Exercise details - Give back every entry in full, exactly as it reads.

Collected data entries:
*** Block opens ***

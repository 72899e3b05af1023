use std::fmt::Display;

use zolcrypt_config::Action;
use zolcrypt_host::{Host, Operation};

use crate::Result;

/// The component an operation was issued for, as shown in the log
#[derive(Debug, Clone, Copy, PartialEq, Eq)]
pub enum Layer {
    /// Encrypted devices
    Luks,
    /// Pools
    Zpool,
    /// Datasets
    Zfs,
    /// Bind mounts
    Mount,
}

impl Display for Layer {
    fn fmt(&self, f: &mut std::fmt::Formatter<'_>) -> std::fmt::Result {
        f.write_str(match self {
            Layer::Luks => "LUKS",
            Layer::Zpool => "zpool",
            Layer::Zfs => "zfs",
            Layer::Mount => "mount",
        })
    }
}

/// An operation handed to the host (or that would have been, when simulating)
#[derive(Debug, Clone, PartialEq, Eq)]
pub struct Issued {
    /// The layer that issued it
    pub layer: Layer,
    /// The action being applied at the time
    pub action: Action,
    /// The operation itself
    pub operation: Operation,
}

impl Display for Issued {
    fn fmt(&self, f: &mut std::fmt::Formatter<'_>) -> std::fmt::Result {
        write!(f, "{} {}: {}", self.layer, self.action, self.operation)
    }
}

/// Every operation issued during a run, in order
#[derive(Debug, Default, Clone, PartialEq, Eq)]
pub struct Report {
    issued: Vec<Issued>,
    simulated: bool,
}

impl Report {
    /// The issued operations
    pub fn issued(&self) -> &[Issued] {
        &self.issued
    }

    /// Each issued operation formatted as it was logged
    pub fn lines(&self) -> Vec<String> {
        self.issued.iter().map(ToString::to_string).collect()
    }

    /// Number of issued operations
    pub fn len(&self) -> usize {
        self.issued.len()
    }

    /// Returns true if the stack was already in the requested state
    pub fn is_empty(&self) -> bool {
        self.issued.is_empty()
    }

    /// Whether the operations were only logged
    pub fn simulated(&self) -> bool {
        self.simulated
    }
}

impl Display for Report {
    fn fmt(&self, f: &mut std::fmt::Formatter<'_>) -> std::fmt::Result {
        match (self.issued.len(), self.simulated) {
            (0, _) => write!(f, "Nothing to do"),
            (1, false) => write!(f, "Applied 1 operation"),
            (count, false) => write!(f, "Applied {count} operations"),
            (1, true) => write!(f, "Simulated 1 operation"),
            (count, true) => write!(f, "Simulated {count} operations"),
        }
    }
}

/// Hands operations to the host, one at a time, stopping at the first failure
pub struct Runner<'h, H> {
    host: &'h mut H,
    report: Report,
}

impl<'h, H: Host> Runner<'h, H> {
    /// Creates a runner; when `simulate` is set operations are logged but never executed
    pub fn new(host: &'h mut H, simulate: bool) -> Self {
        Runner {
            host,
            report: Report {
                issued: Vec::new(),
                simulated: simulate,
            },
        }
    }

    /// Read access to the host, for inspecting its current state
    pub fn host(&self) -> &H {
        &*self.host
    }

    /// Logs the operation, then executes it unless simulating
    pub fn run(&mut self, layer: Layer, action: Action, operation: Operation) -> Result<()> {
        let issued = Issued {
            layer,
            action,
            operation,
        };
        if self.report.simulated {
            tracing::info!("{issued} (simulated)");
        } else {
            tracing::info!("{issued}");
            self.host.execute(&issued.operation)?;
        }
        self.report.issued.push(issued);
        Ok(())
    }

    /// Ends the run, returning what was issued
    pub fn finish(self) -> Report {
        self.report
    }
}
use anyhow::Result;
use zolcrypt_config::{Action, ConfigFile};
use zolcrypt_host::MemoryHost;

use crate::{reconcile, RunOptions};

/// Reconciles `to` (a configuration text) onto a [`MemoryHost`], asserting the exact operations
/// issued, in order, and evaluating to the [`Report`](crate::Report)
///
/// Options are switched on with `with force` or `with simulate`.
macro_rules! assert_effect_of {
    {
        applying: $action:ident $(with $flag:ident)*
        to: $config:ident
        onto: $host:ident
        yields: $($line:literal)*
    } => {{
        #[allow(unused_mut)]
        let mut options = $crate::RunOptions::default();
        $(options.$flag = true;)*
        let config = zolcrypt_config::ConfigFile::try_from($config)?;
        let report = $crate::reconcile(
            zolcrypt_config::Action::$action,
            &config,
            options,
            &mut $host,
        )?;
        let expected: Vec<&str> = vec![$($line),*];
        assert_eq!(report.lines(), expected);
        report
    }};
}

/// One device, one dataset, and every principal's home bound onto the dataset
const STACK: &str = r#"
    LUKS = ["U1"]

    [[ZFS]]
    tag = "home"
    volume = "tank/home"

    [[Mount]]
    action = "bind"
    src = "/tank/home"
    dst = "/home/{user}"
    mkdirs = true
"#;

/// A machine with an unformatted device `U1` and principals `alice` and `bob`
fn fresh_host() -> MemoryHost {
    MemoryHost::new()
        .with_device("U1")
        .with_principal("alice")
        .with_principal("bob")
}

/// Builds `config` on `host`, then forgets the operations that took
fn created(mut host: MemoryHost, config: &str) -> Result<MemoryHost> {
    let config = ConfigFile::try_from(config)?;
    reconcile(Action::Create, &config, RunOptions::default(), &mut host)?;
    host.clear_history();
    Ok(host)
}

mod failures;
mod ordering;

*** Block closes ***

Worked solution -
repository 72899e3b05af1023
use std::fmt::Display;

use zolcrypt_config::Action;
use zolcrypt_host::{Host, Operation};

use crate::Result;

/// The component an operation was issued for, as shown in the log
#[derive(Debug, Clone, Copy, PartialEq, Eq)]
pub enum Layer {
    /// Encrypted devices
    Luks,
    /// Pools
    Zpool,
    /// Datasets
    Zfs,
    /// Bind mounts
    Mount,
}

impl Display for Layer {
    fn fmt(&self, f: &mut std::fmt::Formatter<'_>) -> std::fmt::Result {
        f.write_str(match self {
            Layer::Luks => "LUKS",
            Layer::Zpool => "zpool",
            Layer::Zfs => "zfs",
            Layer::Mount => "mount",
        })
    }
}

/// An operation handed to the host (or that would have been, when simulating)
#[derive(Debug, Clone, PartialEq, Eq)]
pub struct Issued {
    /// The layer that issued it
    pub layer: Layer,
    /// The action being applied at the time
    pub action: Action,
    /// The operation itself
    pub operation: Operation,
}

impl Display for Issued {
    fn fmt(&self, f: &mut std::fmt::Formatter<'_>) -> std::fmt::Result {
        write!(f, "{} {}: {}", self.layer, self.action, self.operation)
    }
}

/// Every operation issued during a run, in order
#[derive(Debug, Default, Clone, PartialEq, Eq)]
pub struct Report {
    issued: Vec<Issued>,
    simulated: bool,
}

impl Report {
    /// The issued operations
    pub fn issued(&self) -> &[Issued] {
        &self.issued
    }

    /// Each issued operation formatted as it was logged
    pub fn lines(&self) -> Vec<String> {
        self.issued.iter().map(ToString::to_string).collect()
    }

    /// Number of issued operations
    pub fn len(&self) -> usize {
        self.issued.len()
    }

    /// Returns true if the stack was already in the requested state
    pub fn is_empty(&self) -> bool {
        self.issued.is_empty()
    }

    /// Whether the operations were only logged
    pub fn simulated(&self) -> bool {
        self.simulated
    }
}

impl Display for Report {
    fn fmt(&self, f: &mut std::fmt::Formatter<'_>) -> std::fmt::Result {
        match (self.issued.len(), self.simulated) {
            (0, _) => write!(f, "Nothing to do"),
            (1, false) => write!(f, "Applied 1 operation"),
            (count, false) => write!(f, "Applied {count} operations"),
            (1, true) => write!(f, "Simulated 1 operation"),
            (count, true) => write!(f, "Simulated {count} operations"),
        }
    }
}

/// Hands operations to the host, one at a time, stopping at the first failure
pub struct Runner<'h, H> {
    host: &'h mut H,
    report: Report,
}

impl<'h, H: Host> Runner<'h, H> {
    /// Creates a runner; when `simulate` is set operations are logged but never executed
    pub fn new(host: &'h mut H, simulate: bool) -> Self {
        Runner {
            host,
            report: Report {
                issued: Vec::new(),
                simulated: simulate,
            },
        }
    }

    /// Read access to the host, for inspecting its current state
    pub fn host(&self) -> &H {
        &*self.host
    }

    /// Logs the operation, then executes it unless simulating
    pub fn run(&mut self, layer: Layer, action: Action, operation: Operation) -> Result<()> {
        let issued = Issued {
            layer,
            action,
            operation,
        };
        if self.report.simulated {
            tracing::info!("{issued} (simulated)");
        } else {
            tracing::info!("{issued}");
            self.host.execute(&issued.operation)?;
        }
        self.report.issued.push(issued);
        Ok(())
    }

    /// Ends the run, returning what was issued
    pub fn finish(self) -> Report {
        self.report
    }
}
use anyhow::Result;
use zolcrypt_config::{Action, ConfigFile};
use zolcrypt_host::MemoryHost;

use crate::{reconcile, RunOptions};

/// Reconciles `to` (a configuration text) onto a [`MemoryHost`], asserting the exact operations
/// issued, in order, and evaluating to the [`Report`](crate::Report)
///
/// Options are switched on with `with force` or `with simulate`.
macro_rules! assert_effect_of {
    {
        applying: $action:ident $(with $flag:ident)*
        to: $config:ident
        onto: $host:ident
        yields: $($line:literal)*
    } => {{
        #[allow(unused_mut)]
        let mut options = $crate::RunOptions::default();
        $(options.$flag = true;)*
        let config = zolcrypt_config::ConfigFile::try_from($config)?;
        let report = $crate::reconcile(
            zolcrypt_config::Action::$action,
            &config,
            options,
            &mut $host,
        )?;
        let expected: Vec<&str> = vec![$($line),*];
        assert_eq!(report.lines(), expected);
        report
    }};
}

/// One device, one dataset, and every principal's home bound onto the dataset
const STACK: &str = r#"
    LUKS = ["U1"]

    [[ZFS]]
    tag = "home"
    volume = "tank/home"

    [[Mount]]
    action = "bind"
    src = "/tank/home"
    dst = "/home/{user}"
    mkdirs = true
"#;

/// A machine with an unformatted device `U1` and principals `alice` and `bob`
fn fresh_host() -> MemoryHost {
    MemoryHost::new()
        .with_device("U1")
        .with_principal("alice")
        .with_principal("bob")
}

/// Builds `config` on `host`, then forgets the operations that took
fn created(mut host: MemoryHost, config: &str) -> Result<MemoryHost> {
    let config = ConfigFile::try_from(config)?;
    reconcile(Action::Create, &config, RunOptions::default(), &mut host)?;
    host.clear_history();
    Ok(host)
}

mod failures;
mod ordering;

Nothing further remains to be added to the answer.